Up to recently, ISP felt that they had the same status as traditional telecommunication provider and were protected from prosecution for the traffic going through their network. It was then none of their business to police the information flowing through their network.
The situation became hazier when BT decided to deploy [cleanfeed](http://en.wikipedia.org/wiki/Cleanfeed_(content_blocking_system). Up to that point ISP had been transproxying web traffic in order to cache the web page requested and save on bandwidth cost but had never actively interfered with the data passing through their network.

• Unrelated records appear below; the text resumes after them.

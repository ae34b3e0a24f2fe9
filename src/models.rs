//! Data models for hydration tasks, per-stage results and datasets.
//!
//! This module defines the core data structures used throughout the application:
//! - [`UrlTask`]: One URL to hydrate, tagged with its input position
//! - [`ProbeResult`]: Outcome of the reachability check
//! - [`ExtractedArticle`] and [`Markup`]: Successful primary extraction
//! - [`ExtractionRecord`]: The fixed-schema terminal record for one URL
//! - [`Dataset`]: A day's ordered input records

use crate::error::{FeedError, HydrateError};
use serde::{Deserialize, Serialize};
use serde_json::{Map, Value};
use std::collections::{BTreeSet, HashSet};

/// Status code used both for real 404s and for probes that failed outright.
pub const UNREACHABLE: u16 = 404;

/// One URL to hydrate.
///
/// `index` is the task's position in the original ordered input and is only
/// used to put results back in order after concurrent completion.
#[derive(Debug, Clone, PartialEq, Eq)]
pub struct UrlTask {
    pub index: usize,
    pub url: String,
}

impl UrlTask {
    /// Number an ordered list of URLs into tasks.
    pub fn batch<I, S>(urls: I) -> Vec<UrlTask>
    where
        I: IntoIterator<Item = S>,
        S: Into<String>,
    {
        urls.into_iter()
            .enumerate()
            .map(|(index, url)| UrlTask {
                index,
                url: url.into(),
            })
            .collect()
    }
}

/// Result of the reachability probe.
#[derive(Debug, Clone, Copy, PartialEq, Eq)]
pub struct ProbeResult {
    pub status_code: u16,
}

impl ProbeResult {
    pub fn new(status_code: u16) -> Self {
        Self { status_code }
    }

    /// The sentinel result for a 404 or a probe that could not complete.
    pub fn unreachable() -> Self {
        Self::new(UNREACHABLE)
    }

    pub fn is_unreachable(&self) -> bool {
        self.status_code == UNREACHABLE
    }
}

/// Raw markup as reported by the primary extractor.
///
/// Distinguishes a blank download ([`Markup::Empty`]) from a response the
/// extractor never treated as markup in the first place ([`Markup::Unset`]).
/// Both send the pipeline to the fallback fetcher.
#[derive(Debug, Clone, PartialEq, Eq)]
pub enum Markup {
    Present(String),
    Empty,
    Unset,
}

impl Markup {
    /// Classify a downloaded body.
    pub fn from_body(body: String) -> Self {
        if body.trim().is_empty() {
            Markup::Empty
        } else {
            Markup::Present(body)
        }
    }

    pub fn is_present(&self) -> bool {
        matches!(self, Markup::Present(_))
    }

    pub fn label(&self) -> &'static str {
        match self {
            Markup::Present(_) => "present",
            Markup::Empty => "empty",
            Markup::Unset => "unset",
        }
    }
}

/// Content produced by a successful primary extraction.
#[derive(Debug, Clone, PartialEq, Eq)]
pub struct ExtractedArticle {
    pub title: String,
    pub authors: Vec<String>,
    pub keywords: Vec<String>,
    pub summary: String,
    pub text: String,
    pub top_image: String,
    pub images: BTreeSet<String>,
    pub videos: BTreeSet<String>,
    pub markup: Markup,
}

impl ExtractedArticle {
    /// An article with no content at all, used as a base by tests and stubs.
    pub fn blank(markup: Markup) -> Self {
        Self {
            title: String::new(),
            authors: Vec::new(),
            keywords: Vec::new(),
            summary: String::new(),
            text: String::new(),
            top_image: String::new(),
            images: BTreeSet::new(),
            videos: BTreeSet::new(),
            markup,
        }
    }

    /// Finalize into a terminal record with the markup that was settled on.
    pub fn into_record(self, markup: String, http_code: u16) -> ExtractionRecord {
        ExtractionRecord {
            title: self.title,
            authors: self.authors,
            keywords: self.keywords,
            summary: self.summary,
            text: self.text,
            top_image: self.top_image,
            images: self.images,
            videos: self.videos,
            markup,
            http_code,
        }
    }
}

/// The fixed-schema terminal record for one URL.
///
/// Every field is always present; a failed URL has empty strings and
/// collections and still carries the last known HTTP status.
#[derive(Debug, Clone, PartialEq, Eq, Serialize, Deserialize)]
pub struct ExtractionRecord {
    pub title: String,
    pub authors: Vec<String>,
    pub keywords: Vec<String>,
    pub summary: String,
    pub text: String,
    pub top_image: String,
    pub images: BTreeSet<String>,
    pub videos: BTreeSet<String>,
    pub markup: String,
    pub http_code: u16,
}

impl ExtractionRecord {
    /// A record with every content field empty.
    pub fn empty(http_code: u16) -> Self {
        ExtractedArticle::blank(Markup::Unset).into_record(String::new(), http_code)
    }

    /// The record for a URL that failed the reachability probe.
    pub fn unreachable() -> Self {
        Self::empty(UNREACHABLE)
    }

    /// True when nothing but the status code was filled in.
    pub fn is_empty(&self) -> bool {
        self.title.is_empty()
            && self.authors.is_empty()
            && self.keywords.is_empty()
            && self.summary.is_empty()
            && self.text.is_empty()
            && self.top_image.is_empty()
            && self.images.is_empty()
            && self.videos.is_empty()
            && self.markup.is_empty()
    }
}

/// A day's ordered input records.
///
/// `columns` keeps the first-seen column order so the output tables list the
/// input fields the way the upstream file did.
#[derive(Debug, Clone, Default, PartialEq)]
pub struct Dataset {
    pub columns: Vec<String>,
    pub rows: Vec<Map<String, Value>>,
}

impl Dataset {
    /// Build a dataset from parsed JSON.
    ///
    /// Two shapes are accepted:
    /// - an array of record objects: `[{"SOURCEURL": "..."}, ...]`
    /// - the column-oriented shape pandas writes by default:
    ///   `{"SOURCEURL": {"0": "...", "1": "..."}, ...}`
    ///
    /// # Errors
    ///
    /// Returns [`FeedError::Shape`] for anything else.
    pub fn from_json(value: Value) -> Result<Self, FeedError> {
        match value {
            Value::Array(items) => {
                let mut columns: Vec<String> = Vec::new();
                let mut rows = Vec::with_capacity(items.len());
                for (i, item) in items.into_iter().enumerate() {
                    let Value::Object(row) = item else {
                        return Err(FeedError::Shape(format!("record {i} is not an object")));
                    };
                    for key in row.keys() {
                        if !columns.contains(key) {
                            columns.push(key.clone());
                        }
                    }
                    rows.push(row);
                }
                Ok(Dataset { columns, rows })
            }
            Value::Object(by_column) => {
                // Columns normally share one row index; later columns only
                // add the keys the first one lacked.
                let mut row_keys: Vec<&str> = Vec::new();
                let mut seen: HashSet<&str> = HashSet::new();
                for (column, cells) in &by_column {
                    let Value::Object(cells) = cells else {
                        return Err(FeedError::Shape(format!(
                            "column `{column}` is not an object of rows"
                        )));
                    };
                    for key in cells.keys() {
                        if seen.insert(key.as_str()) {
                            row_keys.push(key.as_str());
                        }
                    }
                }
                if row_keys.iter().all(|k| k.parse::<usize>().is_ok()) {
                    row_keys.sort_by_cached_key(|k| k.parse::<usize>().unwrap_or(usize::MAX));
                }

                let columns: Vec<String> = by_column.keys().cloned().collect();
                let rows = row_keys
                    .iter()
                    .map(|key| {
                        by_column
                            .iter()
                            .map(|(column, cells)| {
                                let cell = cells.get(key).cloned().unwrap_or(Value::Null);
                                (column.clone(), cell)
                            })
                            .collect::<Map<String, Value>>()
                    })
                    .collect();
                Ok(Dataset { columns, rows })
            }
            other => Err(FeedError::Shape(format!(
                "expected an array or object, found {}",
                json_kind(&other)
            ))),
        }
    }

    pub fn len(&self) -> usize {
        self.rows.len()
    }

    pub fn is_empty(&self) -> bool {
        self.rows.is_empty()
    }

    /// The URL of every row, in order.
    ///
    /// A null or non-string cell yields an empty URL, which the prober treats
    /// as unreachable.
    ///
    /// # Errors
    ///
    /// [`HydrateError::MissingColumn`] if a non-empty dataset lacks `column`.
    pub fn urls(&self, column: &str) -> Result<Vec<String>, HydrateError> {
        if !self.rows.is_empty() && !self.columns.iter().any(|c| c == column) {
            return Err(HydrateError::MissingColumn(column.to_string()));
        }
        Ok(self
            .rows
            .iter()
            .map(|row| match row.get(column) {
                Some(Value::String(url)) => url.trim().to_string(),
                _ => String::new(),
            })
            .collect())
    }
}

fn json_kind(value: &Value) -> &'static str {
    match value {
        Value::Null => "null",
        Value::Bool(_) => "a boolean",
        Value::Number(_) => "a number",
        Value::String(_) => "a string",
        Value::Array(_) => "an array",
        Value::Object(_) => "an object",
    }
}

#[cfg(test)]
mod tests {
    use super::*;
    use serde_json::json;

    #[test]
    fn test_url_task_batch_numbers_in_order() {
        let tasks = UrlTask::batch(["http://a.example", "http://b.example"]);
        assert_eq!(tasks.len(), 2);
        assert_eq!(tasks[0].index, 0);
        assert_eq!(tasks[1].index, 1);
        assert_eq!(tasks[1].url, "http://b.example");
    }

    #[test]
    fn test_probe_sentinel() {
        assert!(ProbeResult::unreachable().is_unreachable());
        assert!(!ProbeResult::new(200).is_unreachable());
        assert!(!ProbeResult::new(410).is_unreachable());
    }

    #[test]
    fn test_markup_from_body() {
        assert_eq!(Markup::from_body("  \n".into()), Markup::Empty);
        assert!(Markup::from_body("<html></html>".into()).is_present());
    }

    #[test]
    fn test_empty_record_keeps_status() {
        let record = ExtractionRecord::empty(500);
        assert!(record.is_empty());
        assert_eq!(record.http_code, 500);
        assert_eq!(ExtractionRecord::unreachable().http_code, 404);
    }

    #[test]
    fn test_record_serializes_every_field() {
        let json = serde_json::to_value(ExtractionRecord::unreachable()).unwrap();
        let keys: Vec<&str> = json.as_object().unwrap().keys().map(|k| k.as_str()).collect();
        assert_eq!(
            keys,
            vec![
                "title", "authors", "keywords", "summary", "text", "top_image", "images",
                "videos", "markup", "http_code"
            ]
        );
    }

    #[test]
    fn test_dataset_from_records() {
        let ds = Dataset::from_json(json!([
            {"GLOBALEVENTID": 1, "SOURCEURL": "http://a.example"},
            {"GLOBALEVENTID": 2, "SOURCEURL": "http://b.example", "AvgTone": -1.5}
        ]))
        .unwrap();
        assert_eq!(ds.columns, vec!["GLOBALEVENTID", "SOURCEURL", "AvgTone"]);
        assert_eq!(ds.len(), 2);
        assert_eq!(
            ds.urls("SOURCEURL").unwrap(),
            vec!["http://a.example", "http://b.example"]
        );
    }

    #[test]
    fn test_dataset_from_pandas_columns() {
        let ds = Dataset::from_json(json!({
            "SOURCEURL": {"0": "http://a.example", "10": "http://c.example", "2": "http://b.example"},
            "QuadClass": {"0": 1, "2": 4, "10": 3}
        }))
        .unwrap();
        assert_eq!(ds.columns, vec!["SOURCEURL", "QuadClass"]);
        assert_eq!(
            ds.urls("SOURCEURL").unwrap(),
            vec!["http://a.example", "http://b.example", "http://c.example"]
        );
        assert_eq!(ds.rows[2]["QuadClass"], json!(3));
    }

    #[test]
    fn test_dataset_from_pandas_columns_with_ragged_rows() {
        let ds = Dataset::from_json(json!({
            "SOURCEURL": {"0": "http://a.example"},
            "QuadClass": {"1": 2, "0": 1}
        }))
        .unwrap();
        assert_eq!(ds.len(), 2);
        assert_eq!(ds.urls("SOURCEURL").unwrap(), vec!["http://a.example", ""]);
        assert_eq!(ds.rows[1]["QuadClass"], json!(2));
    }

    #[test]
    fn test_dataset_from_pandas_columns_at_day_scale() {
        const ROWS: usize = 20_000;
        let mut by_column = Map::new();
        for c in 0..12 {
            let cells: Map<String, Value> = (0..ROWS)
                .map(|r| (r.to_string(), Value::String(format!("http://site{c}.example/{r}"))))
                .collect();
            by_column.insert(format!("COL{c}"), Value::Object(cells));
        }

        let t0 = std::time::Instant::now();
        let ds = Dataset::from_json(Value::Object(by_column)).unwrap();
        let elapsed = t0.elapsed();

        assert_eq!(ds.len(), ROWS);
        assert_eq!(ds.columns.len(), 12);
        assert_eq!(ds.rows[ROWS - 1]["COL3"], json!(format!("http://site3.example/{}", ROWS - 1)));
        assert!(elapsed < std::time::Duration::from_secs(3), "took {elapsed:?}");
    }

    #[test]
    fn test_dataset_rejects_scalars() {
        assert!(matches!(
            Dataset::from_json(json!("nope")),
            Err(FeedError::Shape(_))
        ));
        assert!(matches!(
            Dataset::from_json(json!([1, 2])),
            Err(FeedError::Shape(_))
        ));
    }

    #[test]
    fn test_missing_url_column() {
        let ds = Dataset::from_json(json!([{"GLOBALEVENTID": 1}])).unwrap();
        assert!(matches!(
            ds.urls("SOURCEURL"),
            Err(HydrateError::MissingColumn(c)) if c == "SOURCEURL"
        ));
    }

    #[test]
    fn test_non_string_url_becomes_empty() {
        let ds = Dataset::from_json(json!([
            {"SOURCEURL": null},
            {"SOURCEURL": 42},
            {"SOURCEURL": " http://a.example "}
        ]))
        .unwrap();
        assert_eq!(ds.urls("SOURCEURL").unwrap(), vec!["", "", "http://a.example"]);
    }
}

More recently threat of legislation pushed by the IFPI, children protection lobby, and government (all ignoring that transproxying can be easily evaded) seems to be changing the landscape for ISP, which are now under increased pressure to police their traffic for the benefit of who can afford to lobby them.
Deploying large scale filtering/transproxying solution is expensive, and with little chance of seeing the cost paid the either the end user or the legislator, It is only natural for ISP to seek some kind of form or remuneration of the cost of deploying such possibly soon legally required solutions.
In that context it is not that strange to see the UK largest ISP sell their customer web traffic (not protect by any data protection law) to an organisation selling targeted advertising.
Up to now, advertiser had to rely on cookies to track surfing habit, making it possible for customers to protect their privacy (refusing them or using anomymisers).
With this new system (described here) our average UK broadband users can only hope that the ISP marketing firm will honour its promise to not monitor their traffic.
The most interesting part seems to be that even once ‘unsubscribed’ the traffic may still go through the advertiser ‘anomyser proxies’. One can only wonder if those proxies role will not block cookies from competitors giving Phorm a quasi monopoly for advertising in the UK.